═════ Records supplied ═════
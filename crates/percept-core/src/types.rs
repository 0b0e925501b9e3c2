//! Common types shared across Percept components

use serde::{Deserialize, Serialize};
use std::fmt;

/// Kind of pretrained model a request targets
#[derive(Debug, Clone, Copy, PartialEq, Eq, Hash, Serialize, Deserialize)]
#[serde(rename_all = "kebab-case")]
pub enum ModelKind {
    /// Ranked class probabilities over an image
    ImageClassifier,
    /// Per-category toxicity verdicts over text
    TextToxicity,
}

impl ModelKind {
    /// Stable string key for logging and configuration
    pub fn as_str(&self) -> &'static str {
        match self {
            Self::ImageClassifier => "image-classifier",
            Self::TextToxicity => "text-toxicity",
        }
    }
}

impl fmt::Display for ModelKind {
    fn fmt(&self, f: &mut fmt::Formatter<'_>) -> fmt::Result {
        f.write_str(self.as_str())
    }
}

/// Monotonically increasing identifier for submissions on a channel.
///
/// A result is applied to visible state only while its id is still the most
/// recently issued one; anything older is stale and discarded.
#[derive(
    Debug, Clone, Copy, PartialEq, Eq, PartialOrd, Ord, Hash, Serialize, Deserialize,
)]
pub struct RequestId(pub u64);

impl fmt::Display for RequestId {
    fn fmt(&self, f: &mut fmt::Formatter<'_>) -> fmt::Result {
        write!(f, "{}", self.0)
    }
}

/// One ranked class from the image classifier
#[derive(Debug, Clone, PartialEq, Serialize, Deserialize)]
pub struct ClassPrediction {
    /// Human-readable class label
    pub class_name: String,

    /// Class probability (0.0-1.0)
    pub probability: f32,
}

impl ClassPrediction {
    pub fn new(class_name: impl Into<String>, probability: f32) -> Self {
        Self {
            class_name: class_name.into(),
            probability,
        }
    }
}

/// Per-category verdict from the toxicity model.
///
/// Category order is part of the model's external contract and must
/// round-trip unchanged through presentation.
#[derive(Debug, Clone, PartialEq, Serialize, Deserialize)]
pub struct CategoryToxicity {
    /// Toxicity category label (e.g. "insult", "threat")
    pub label: String,

    /// Whether the category probability reached the caller-supplied threshold
    pub matched: bool,

    /// Raw category probability (0.0-1.0)
    pub probability: f32,
}

impl CategoryToxicity {
    pub fn new(label: impl Into<String>, matched: bool, probability: f32) -> Self {
        Self {
            label: label.into(),
            matched,
            probability,
        }
    }
}

/// Raw model output before normalization, tagged by kind
#[derive(Debug, Clone, PartialEq)]
pub enum RawOutput {
    Image(Vec<ClassPrediction>),
    Toxicity(Vec<CategoryToxicity>),
}

impl RawOutput {
    /// The model kind that produced this output
    pub fn kind(&self) -> ModelKind {
        match self {
            Self::Image(_) => ModelKind::ImageClassifier,
            Self::Toxicity(_) => ModelKind::TextToxicity,
        }
    }
}

/// Stable, UI-agnostic result shape produced by the presenter
#[derive(Debug, Clone, PartialEq, Serialize, Deserialize)]
pub struct NormalizedResult {
    /// Display label
    pub label: String,

    /// Confidence score, for ranked-probability models
    #[serde(skip_serializing_if = "Option::is_none")]
    pub confidence: Option<f32>,

    /// Match flag, for threshold-gated category models
    #[serde(skip_serializing_if = "Option::is_none")]
    pub is_match: Option<bool>,
}

impl NormalizedResult {
    /// Label-only entry (used for sentinel results)
    pub fn labeled(label: impl Into<String>) -> Self {
        Self {
            label: label.into(),
            confidence: None,
            is_match: None,
        }
    }

    /// Entry carrying a confidence score
    pub fn with_confidence(label: impl Into<String>, confidence: f32) -> Self {
        Self {
            label: label.into(),
            confidence: Some(confidence),
            is_match: None,
        }
    }

    /// Entry carrying a match flag
    pub fn with_match(label: impl Into<String>, is_match: bool) -> Self {
        Self {
            label: label.into(),
            confidence: None,
            is_match: Some(is_match),
        }
    }
}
═════
Task to carry out:
Your task is to find every line above containing the word "Some" and copy it.

Response:
            confidence: Some(confidence),
            is_match: Some(is_match),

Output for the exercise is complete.